Check every line of the entries that follow, and copy the ones containing "Provider".

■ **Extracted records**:
● ● ● ●
use actix_web::http::StatusCode;
use actix_web::{HttpResponse, ResponseError};
use serde::Serialize;
use std::fmt;

#[derive(Debug)]
pub enum AppError {
    Http(reqwest::Error),
    Sparql(String),
    Provider(String),
    Ftp(suppaftp::FtpError),
    Io(std::io::Error),
    Json(serde_json::Error),
    Template(askama::Error),
    Pattern(regex::Error),
    Blocking(String),
    /// Nothing to publish for the requested meeting or agenda.
    MissingData(String),
    BadRequest(String),
}

/// Body of every error response: `{"title": ..., "detail": ...}`.
#[derive(Debug, Serialize)]
pub struct ApiErrorResponse {
    pub title: String,
    pub detail: String,
}

impl AppError {
    fn title(&self) -> &'static str {
        match self {
            AppError::Http(_) => "HTTP request failed",
            AppError::Sparql(_) => "Triple store query failed",
            AppError::Provider(_) => "Mail campaign provider error",
            AppError::Ftp(_) => "FTP transfer failed",
            AppError::Io(_) => "File system error",
            AppError::Json(_) => "Malformed JSON",
            AppError::Template(_) => "Template rendering failed",
            AppError::Pattern(_) => "Invalid pattern",
            AppError::Blocking(_) => "Background task failed",
            AppError::MissingData(_) => "Missing data",
            AppError::BadRequest(_) => "Bad request",
        }
    }
}

impl fmt::Display for AppError {
    fn fmt(&self, f: &mut fmt::Formatter<'_>) -> fmt::Result {
        match self {
            AppError::Http(e) => write!(f, "HTTP error: {e}"),
            AppError::Sparql(e) => write!(f, "SPARQL error: {e}"),
            AppError::Provider(e) => write!(f, "Mailchimp error: {e}"),
            AppError::Ftp(e) => write!(f, "FTP error: {e}"),
            AppError::Io(e) => write!(f, "IO error: {e}"),
            AppError::Json(e) => write!(f, "JSON error: {e}"),
            AppError::Template(e) => write!(f, "Template error: {e}"),
            AppError::Pattern(e) => write!(f, "Regex error: {e}"),
            AppError::Blocking(e) => write!(f, "Blocking task error: {e}"),
            AppError::MissingData(e) => write!(f, "Missing data: {e}"),
            AppError::BadRequest(e) => write!(f, "Bad request: {e}"),
        }
    }
}

impl ResponseError for AppError {
    fn status_code(&self) -> StatusCode {
        match self {
            AppError::MissingData(_) => StatusCode::NOT_FOUND,
            AppError::BadRequest(_) => StatusCode::BAD_REQUEST,
            _ => StatusCode::INTERNAL_SERVER_ERROR,
        }
    }

    fn error_response(&self) -> HttpResponse {
        let status = self.status_code();
        if status.is_server_error() {
            log::error!("{self}");
        } else {
            log::warn!("{self}");
        }
        HttpResponse::build(status).json(ApiErrorResponse {
            title: self.title().to_string(),
            detail: self.to_string(),
        })
    }
}

impl From<reqwest::Error> for AppError {
    fn from(e: reqwest::Error) -> Self {
        AppError::Http(e)
    }
}

impl From<suppaftp::FtpError> for AppError {
    fn from(e: suppaftp::FtpError) -> Self {
        AppError::Ftp(e)
    }
}

impl From<std::io::Error> for AppError {
    fn from(e: std::io::Error) -> Self {
        AppError::Io(e)
    }
}

impl From<serde_json::Error> for AppError {
    fn from(e: serde_json::Error) -> Self {
        AppError::Json(e)
    }
}

impl From<askama::Error> for AppError {
    fn from(e: askama::Error) -> Self {
        AppError::Template(e)
    }
}

impl From<regex::Error> for AppError {
    fn from(e: regex::Error) -> Self {
        AppError::Pattern(e)
    }
}

impl From<actix_web::error::BlockingError> for AppError {
    fn from(e: actix_web::error::BlockingError) -> Self {
        AppError::Blocking(e.to_string())
    }
}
● ● ● ●
■ **Response for this exercise**:
    Provider(String),
            AppError::Provider(_) => "Mail campaign provider error",
            AppError::Provider(e) => write!(f, "Mailchimp error: {e}"),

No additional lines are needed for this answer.